Directions for the Field

                Interest in the family seems to be increasing.  Schorr (1988) has pointed out that the American family with high rates of marital splits, large numbers of adolescent pregnancies, disruptive effects of drugs and alcohol, and often living in abject poverty is in great trouble, and that the consequences for children are deplorable.  Furthermore, she points out in the title of her book that solutions are Within our reach, that is, we already know how to alleviate many of these problems.

                Applied psychology has turned away from its preoccupation with the treatment of symptoms arising from early repressed conflicts and turned toward what is called cognitive-behavioral psychology with its here-and-now orientation, concern with thoughts, and emphasis on action.  Because so much of this new direction is based soundly on research, and the effectiveness of interventions that have emerged has been demonstrated, it can be expected to continue. The general line of theory and application can also be expected to have an effect on research on family interventions.

                Psychologists seem to be increasingly aware of the need to work with environments, not just individuals. This concern has been articulated by such developmental psychologists as Bronfenbrenner (1979) and Garbarino (1982), but clinicians have been slow to grasp the implications of an ecological approach. Of course, there are exceptions as in the work of Lusterman (1988). Briefly, in working with families the first step is to analyze the life circumstances, the situation, or context of individual families, identify the major problems, describe the resources that are available, and find the blocks to attaining individual and family goals.  Essential in this process is that the professional pay close attention to what family members want for themselves and for others in their family.  It is also essential that attention be given to what the family needs to reach their goals.  In this assessment, the professional should place heavy emphasis on research-based knowledge.  Then, the family's stated wants and the professional's assessment of needs are examined together for coherence and compatibility.  The process of blending these two sources of information is an interactive, or transactive, one, with each being modified and amplified by the other.
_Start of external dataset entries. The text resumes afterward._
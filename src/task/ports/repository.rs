//! Repository port for task persistence, lookup and atomic transitions.

use crate::task::domain::{HistoryId, Revision, Task, TaskId, TaskStatusHistory, UserId};
use async_trait::async_trait;
use std::sync::Arc;
use thiserror::Error;

/// Result type for task repository operations.
pub type TaskRepositoryResult<T> = Result<T, TaskRepositoryError>;

/// Task persistence contract.
///
/// Every write that changes an existing task names the revision it was
/// computed from. Implementations apply the write only when the stored
/// revision still matches, so concurrent writers never overwrite each
/// other silently.
#[cfg_attr(test, mockall::automock)]
#[async_trait]
pub trait TaskRepository: Send + Sync {
    /// Stores a new task.
    ///
    /// # Errors
    ///
    /// Returns [`TaskRepositoryError::DuplicateTask`] when the task ID already
    /// exists.
    async fn store(&self, task: &Task) -> TaskRepositoryResult<()>;

    /// Persists detail and assignment changes to an existing task.
    ///
    /// Status fields are not written here; status changes go through
    /// [`TaskRepository::record_transition`].
    ///
    /// # Errors
    ///
    /// Returns [`TaskRepositoryError::NotFound`] when the task does not exist
    /// and [`TaskRepositoryError::Conflict`] when the stored revision differs
    /// from `expected`.
    async fn update(&self, task: &Task, expected: Revision) -> TaskRepositoryResult<()>;

    /// Persists a status transition and its history record as one unit.
    ///
    /// Either the task's status fields and the appended record are both
    /// written, or neither is. `record` must describe the latest transition
    /// of `task`: same task, same new status, and a sequence equal to the
    /// task's status change count.
    ///
    /// # Errors
    ///
    /// Returns [`TaskRepositoryError::MismatchedHistory`] when `record` does
    /// not describe the latest transition of `task`,
    /// [`TaskRepositoryError::NotFound`] when the task does not exist and
    /// [`TaskRepositoryError::Conflict`] when the stored revision differs
    /// from `expected`.
    async fn record_transition(
        &self,
        task: &Task,
        expected: Revision,
        record: &TaskStatusHistory,
    ) -> TaskRepositoryResult<()>;

    /// Finds a task by identifier.
    ///
    /// Returns `None` when the task does not exist.
    async fn find_by_id(&self, id: TaskId) -> TaskRepositoryResult<Option<Task>>;

    /// Returns every task, oldest first.
    async fn find_all(&self) -> TaskRepositoryResult<Vec<Task>>;

    /// Returns the tasks created by `author`, oldest first.
    async fn find_by_author(&self, author: UserId) -> TaskRepositoryResult<Vec<Task>>;

    /// Returns the tasks assigned to `assignee`, oldest first.
    async fn find_by_assignee(&self, assignee: UserId) -> TaskRepositoryResult<Vec<Task>>;

    /// Deletes a task together with its status history.
    ///
    /// # Errors
    ///
    /// Returns [`TaskRepositoryError::NotFound`] when the task does not exist.
    async fn delete(&self, id: TaskId) -> TaskRepositoryResult<()>;
}

/// Read-only access to recorded status transitions.
#[async_trait]
pub trait TaskHistoryRepository: Send + Sync {
    /// Returns the history of one task, most recent first.
    ///
    /// # Errors
    ///
    /// Returns [`TaskRepositoryError::NotFound`] when the task does not exist.
    async fn history_for_task(&self, task_id: TaskId)
    -> TaskRepositoryResult<Vec<TaskStatusHistory>>;

    /// Finds a single history record.
    ///
    /// Returns `None` when the record does not exist.
    async fn find_history_record(
        &self,
        id: HistoryId,
    ) -> TaskRepositoryResult<Option<TaskStatusHistory>>;

    /// Returns every history record across all tasks, most recent first.
    async fn all_history(&self) -> TaskRepositoryResult<Vec<TaskStatusHistory>>;
}

/// Errors returned by task repository implementations.
#[derive(Debug, Clone, Error)]
pub enum TaskRepositoryError {
    /// A task with the same identifier already exists.
    #[error("duplicate task identifier: {0}")]
    DuplicateTask(TaskId),

    /// The task was not found.
    #[error("task not found: {0}")]
    NotFound(TaskId),

    /// The history record was not found.
    #[error("task status history not found: {0}")]
    HistoryNotFound(HistoryId),

    /// The task was modified concurrently.
    #[error("task {task_id} was modified concurrently: expected revision {expected}, found {actual}")]
    Conflict {
        /// Task whose write was rejected.
        task_id: TaskId,
        /// Revision the write was computed from.
        expected: Revision,
        /// Revision currently stored.
        actual: Revision,
    },

    /// The history record does not describe the task's latest transition.
    #[error("history record {record_id} does not describe the latest transition of task {task_id}")]
    MismatchedHistory {
        /// Task being written.
        task_id: TaskId,
        /// Rejected history record.
        record_id: HistoryId,
    },

    /// Persistence-layer failure.
    #[error("persistence error: {0}")]
    Persistence(Arc<dyn std::error::Error + Send + Sync>),
}

impl TaskRepositoryError {
    /// Wraps a persistence error.
    #[must_use]
    pub fn persistence(err: impl std::error::Error + Send + Sync + 'static) -> Self {
        Self::Persistence(Arc::new(err))
    }
}
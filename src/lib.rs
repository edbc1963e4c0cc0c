//! Taskflow: task status lifecycle with an append-only audit history.
//!
//! Tasks move between `todo`, `in_progress` and `done`. Every effective
//! status change is recorded as an immutable history entry written in the
//! same unit of work as the task itself, so the audit trail never disagrees
//! with the current status.
//!
//! # Architecture
//!
//! Taskflow follows hexagonal architecture principles:
//!
//! - **Domain**: Pure business logic with no infrastructure dependencies
//! - **Ports**: Abstract trait interfaces for persistence
//! - **Adapters**: In-memory and `PostgreSQL` implementations of the ports
//! - **Services**: Orchestration of domain rules and repository writes
//!
//! # Modules
//!
//! - [`task`]: Task lifecycle, status history and access policy
//! - [`config`]: Database settings and connection pool construction

pub mod config;
pub mod task;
The process requires a true collaborative interaction between the family members and the professionals in designing services that are mutually satisfactory.  In the past this process has been neglected in favor of the authority of the professionals, and families have suffered mistreatment and neglect.

                For families of poverty, the PCDC model was developed on the basis of this interaction of family wants and research-based definitions of needs, and the result has been encouraging.  Avance is a newer application of this method, and goes an important step further in taking into account the importance of the parent's development not just as a parent, but as persons in their own right. 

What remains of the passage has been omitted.